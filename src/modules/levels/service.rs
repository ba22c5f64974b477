use std::collections::HashMap;

use async_trait::async_trait;
use kaayjang_core::{PaginatedResponse, PaginationParams, ServiceError, ServiceResult};
use kaayjang_models::classes::{Class, ClassWithTrack};
use kaayjang_models::levels::{CreateLevelDto, Level, LevelDetails, UpdateLevelDto};
use kaayjang_models::tracks::Track;
use kaayjang_models::{LevelId, TrackId};
use sqlx::PgPool;
use tracing::instrument;

use crate::modules::repository::Repository;
use crate::modules::tracks::service::tracks_by_ids;

const LEVEL_COLUMNS: &str = "id, label, created_at, updated_at";

fn duplicate_label(label: &str) -> String {
    format!("Level with label \"{}\" already exists", label)
}

#[derive(Clone, Debug)]
pub struct LevelService {
    db: PgPool,
}

impl LevelService {
    pub fn new(db: PgPool) -> Self {
        Self { db }
    }

    /// Advisory check; the `levels_label_key` constraint has the final word.
    async fn ensure_unique_label(&self, label: &str, exclude: Option<&LevelId>) -> ServiceResult<()> {
        let existing: Option<LevelId> =
            sqlx::query_scalar("SELECT id FROM levels WHERE label = $1")
                .bind(label)
                .fetch_optional(&self.db)
                .await?;

        match existing {
            Some(id) if Some(&id) != exclude => Err(ServiceError::conflict(duplicate_label(label))),
            _ => Ok(()),
        }
    }

    #[instrument(skip(self))]
    pub async fn find_by_label(&self, label: &str) -> ServiceResult<Option<Level>> {
        let level = sqlx::query_as::<_, Level>(&format!(
            "SELECT {} FROM levels WHERE label = $1",
            LEVEL_COLUMNS
        ))
        .bind(label)
        .fetch_optional(&self.db)
        .await?;

        Ok(level)
    }

    /// The level with its tracks and its classes, each class with its track.
    #[instrument(skip(self))]
    pub async fn find_with_relations(&self, id: &LevelId) -> ServiceResult<Option<LevelDetails>> {
        let Some(level) = self.get_by_id(id).await? else {
            return Ok(None);
        };

        let (filieres, classes) = tokio::try_join!(
            sqlx::query_as::<_, Track>(
                "SELECT id, label, level_id, created_at, updated_at
                 FROM tracks WHERE level_id = $1 ORDER BY label ASC",
            )
            .bind(id)
            .fetch_all(&self.db),
            sqlx::query_as::<_, Class>(
                "SELECT id, code, label, level_id, track_id, created_at, updated_at
                 FROM classes WHERE level_id = $1 ORDER BY code ASC",
            )
            .bind(id)
            .fetch_all(&self.db),
        )?;

        let track_ids: Vec<TrackId> = classes.iter().map(|c| c.track_id.clone()).collect();
        let tracks = tracks_by_ids(&self.db, &track_ids).await?;

        let classes = classes
            .into_iter()
            .map(|class| {
                let filiere = tracks
                    .get(&class.track_id)
                    .cloned()
                    .ok_or(ServiceError::Database(sqlx::Error::RowNotFound))?;
                Ok(ClassWithTrack { class, filiere })
            })
            .collect::<ServiceResult<Vec<_>>>()?;

        Ok(Some(LevelDetails {
            level,
            filieres,
            classes,
        }))
    }
}

#[async_trait]
impl Repository for LevelService {
    type Id = LevelId;
    type Entity = Level;
    type CreateDto = CreateLevelDto;
    type UpdateDto = UpdateLevelDto;

    const RESOURCE: &'static str = "Level";

    #[instrument(skip(self))]
    async fn list_page(&self, params: &PaginationParams) -> ServiceResult<PaginatedResponse<Level>> {
        let page_sql = format!(
            "SELECT {} FROM levels ORDER BY created_at DESC, id DESC LIMIT $1 OFFSET $2",
            LEVEL_COLUMNS
        );
        let (levels, total) = tokio::try_join!(
            sqlx::query_as::<_, Level>(&page_sql)
                .bind(params.limit())
                .bind(params.offset())
                .fetch_all(&self.db),
            sqlx::query_scalar::<_, i64>("SELECT COUNT(*) FROM levels").fetch_one(&self.db),
        )?;

        Ok(PaginatedResponse::new(levels, total, params))
    }

    #[instrument(skip(self))]
    async fn get_by_id(&self, id: &LevelId) -> ServiceResult<Option<Level>> {
        let level = sqlx::query_as::<_, Level>(&format!(
            "SELECT {} FROM levels WHERE id = $1",
            LEVEL_COLUMNS
        ))
        .bind(id)
        .fetch_optional(&self.db)
        .await?;

        Ok(level)
    }

    #[instrument(skip(self))]
    async fn insert(&self, dto: CreateLevelDto) -> ServiceResult<Level> {
        self.ensure_unique_label(&dto.label, None).await?;

        sqlx::query_as::<_, Level>(&format!(
            "INSERT INTO levels (label) VALUES ($1) RETURNING {}",
            LEVEL_COLUMNS
        ))
        .bind(&dto.label)
        .fetch_one(&self.db)
        .await
        .map_err(|e| ServiceError::from_db(e, &duplicate_label(&dto.label), "Level does not exist"))
    }

    #[instrument(skip(self))]
    async fn update_partial(&self, id: &LevelId, dto: UpdateLevelDto) -> ServiceResult<Level> {
        if let Some(label) = &dto.label {
            self.ensure_unique_label(label, Some(id)).await?;
        }

        sqlx::query_as::<_, Level>(&format!(
            "UPDATE levels
             SET label = COALESCE($2, label), updated_at = NOW()
             WHERE id = $1
             RETURNING {}",
            LEVEL_COLUMNS
        ))
        .bind(id)
        .bind(&dto.label)
        .fetch_optional(&self.db)
        .await
        .map_err(|e| {
            let label = dto.label.as_deref().unwrap_or_default();
            ServiceError::from_db(e, &duplicate_label(label), "Level does not exist")
        })?
        .ok_or_else(|| ServiceError::not_found("Level not found"))
    }

    #[instrument(skip(self))]
    async fn remove(&self, id: &LevelId) -> ServiceResult<Level> {
        sqlx::query_as::<_, Level>(&format!(
            "DELETE FROM levels WHERE id = $1 RETURNING {}",
            LEVEL_COLUMNS
        ))
        .bind(id)
        .fetch_optional(&self.db)
        .await
        .map_err(|e| {
            ServiceError::from_delete(e, "Level is still referenced by tracks or classes")
        })?
        .ok_or_else(|| ServiceError::not_found("Level not found"))
    }

    #[instrument(skip(self))]
    async fn exists_by_id(&self, id: &LevelId) -> ServiceResult<bool> {
        let exists = sqlx::query_scalar::<_, bool>("SELECT EXISTS(SELECT 1 FROM levels WHERE id = $1)")
            .bind(id)
            .fetch_one(&self.db)
            .await?;

        Ok(exists)
    }
}

/// Loads the given levels keyed by id. Unknown ids are skipped.
pub(crate) async fn levels_by_ids(
    db: &PgPool,
    ids: &[LevelId],
) -> ServiceResult<HashMap<LevelId, Level>> {
    if ids.is_empty() {
        return Ok(HashMap::new());
    }

    let levels = sqlx::query_as::<_, Level>(&format!(
        "SELECT {} FROM levels WHERE id = ANY($1)",
        LEVEL_COLUMNS
    ))
    .bind(ids)
    .fetch_all(db)
    .await?;

    Ok(levels.into_iter().map(|l| (l.id.clone(), l)).collect())
}

#[cfg(test)]
mod tests {
    use super::*;

    fn create_dto(label: &str) -> CreateLevelDto {
        CreateLevelDto {
            label: label.to_string(),
        }
    }

    #[sqlx::test(migrations = "./migrations")]
    async fn test_insert_and_get(pool: PgPool) {
        let service = LevelService::new(pool);

        let level = service.insert(create_dto("6ème")).await.unwrap();
        assert_eq!(level.label, "6ème");
        assert!(!level.id.as_str().is_empty());

        let found = service.get_by_id(&level.id).await.unwrap();
        assert_eq!(found, Some(level));
    }

    #[sqlx::test(migrations = "./migrations")]
    async fn test_insert_duplicate_label_conflicts(pool: PgPool) {
        let service = LevelService::new(pool);
        service.insert(create_dto("6ème")).await.unwrap();

        let err = service.insert(create_dto("6ème")).await.unwrap_err();
        match err {
            ServiceError::Conflict(msg) => {
                assert_eq!(msg, "Level with label \"6ème\" already exists")
            }
            other => panic!("expected conflict, got {:?}", other),
        }
    }

    #[sqlx::test(migrations = "./migrations")]
    async fn test_update_keeps_own_label(pool: PgPool) {
        let service = LevelService::new(pool);
        let level = service.insert(create_dto("5ème")).await.unwrap();

        let updated = service
            .update_partial(
                &level.id,
                UpdateLevelDto {
                    label: Some("5ème".to_string()),
                },
            )
            .await
            .unwrap();
        assert_eq!(updated.label, "5ème");
        assert!(updated.updated_at >= level.updated_at);
    }

    #[sqlx::test(migrations = "./migrations")]
    async fn test_update_to_taken_label_conflicts(pool: PgPool) {
        let service = LevelService::new(pool);
        service.insert(create_dto("4ème")).await.unwrap();
        let level = service.insert(create_dto("3ème")).await.unwrap();

        let err = service
            .update_partial(
                &level.id,
                UpdateLevelDto {
                    label: Some("4ème".to_string()),
                },
            )
            .await
            .unwrap_err();
        assert!(matches!(err, ServiceError::Conflict(_)));
    }

    #[sqlx::test(migrations = "./migrations")]
    async fn test_update_without_fields_is_noop(pool: PgPool) {
        let service = LevelService::new(pool);
        let level = service.insert(create_dto("6ème")).await.unwrap();

        let updated = service
            .update_partial(&level.id, UpdateLevelDto::default())
            .await
            .unwrap();
        assert_eq!(updated.label, "6ème");
    }

    #[sqlx::test(migrations = "./migrations")]
    async fn test_update_missing_is_not_found(pool: PgPool) {
        let service = LevelService::new(pool);

        let err = service
            .update_partial(&LevelId::from("missing"), UpdateLevelDto::default())
            .await
            .unwrap_err();
        assert!(matches!(err, ServiceError::NotFound(_)));
    }

    #[sqlx::test(migrations = "./migrations")]
    async fn test_list_page_paginates_newest_first(pool: PgPool) {
        let service = LevelService::new(pool);
        service.insert(create_dto("6ème")).await.unwrap();
        let newest = service.insert(create_dto("5ème")).await.unwrap();

        let page = service
            .list_page(&PaginationParams::new(1, 1))
            .await
            .unwrap();
        assert_eq!(page.total, 2);
        assert_eq!(page.total_pages, 2);
        assert_eq!(page.data.len(), 1);
        assert_eq!(page.data[0].id, newest.id);

        let second = service
            .list_page(&PaginationParams::new(2, 1))
            .await
            .unwrap();
        assert_eq!(second.page, 2);
        assert_eq!(second.data.len(), 1);
        assert_ne!(second.data[0].id, newest.id);
    }

    #[sqlx::test(migrations = "./migrations")]
    async fn test_remove_and_exists(pool: PgPool) {
        let service = LevelService::new(pool);
        let level = service.insert(create_dto("3ème")).await.unwrap();
        assert!(service.exists_by_id(&level.id).await.unwrap());

        let removed = service.remove(&level.id).await.unwrap();
        assert_eq!(removed.id, level.id);
        assert!(!service.exists_by_id(&level.id).await.unwrap());

        let err = service.remove(&level.id).await.unwrap_err();
        assert!(matches!(err, ServiceError::NotFound(_)));
    }

    #[sqlx::test(migrations = "./migrations")]
    async fn test_remove_referenced_level_conflicts(pool: PgPool) {
        let service = LevelService::new(pool.clone());
        let level = service.insert(create_dto("6ème")).await.unwrap();
        sqlx::query("INSERT INTO tracks (label, level_id) VALUES ('Lettres', $1)")
            .bind(&level.id)
            .execute(&pool)
            .await
            .unwrap();

        let err = service.remove(&level.id).await.unwrap_err();
        assert!(matches!(err, ServiceError::Conflict(_)));
        assert!(service.exists_by_id(&level.id).await.unwrap());
    }

    #[sqlx::test(migrations = "./migrations")]
    async fn test_find_with_relations(pool: PgPool) {
        let service = LevelService::new(pool.clone());
        let level = service.insert(create_dto("6ème")).await.unwrap();
        let track_id: TrackId = sqlx::query_scalar(
            "INSERT INTO tracks (label, level_id) VALUES ('Lettres', $1) RETURNING id",
        )
        .bind(&level.id)
        .fetch_one(&pool)
        .await
        .unwrap();
        sqlx::query(
            "INSERT INTO classes (code, label, level_id, track_id) VALUES ('6A', '6ème A', $1, $2)",
        )
        .bind(&level.id)
        .bind(&track_id)
        .execute(&pool)
        .await
        .unwrap();

        let details = service.find_with_relations(&level.id).await.unwrap().unwrap();
        assert_eq!(details.filieres.len(), 1);
        assert_eq!(details.classes.len(), 1);
        assert_eq!(details.classes[0].filiere.id, track_id);

        let missing = service.find_with_relations(&LevelId::from("missing")).await.unwrap();
        assert!(missing.is_none());
    }

    #[sqlx::test(migrations = "./migrations")]
    async fn test_find_by_label(pool: PgPool) {
        let service = LevelService::new(pool);
        let level = service.insert(create_dto("4ème")).await.unwrap();

        assert_eq!(service.find_by_label("4ème").await.unwrap(), Some(level));
        assert!(service.find_by_label("2nde").await.unwrap().is_none());
    }
}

Exercise aim: Using the entries above, copy exactly the lines from the one containing "assert_eq!(ser" through the last, both included.

Solution for this problem:
        assert_eq!(service.find_by_label("4ème").await.unwrap(), Some(level));
        assert!(service.find_by_label("2nde").await.unwrap().is_none());
    }
}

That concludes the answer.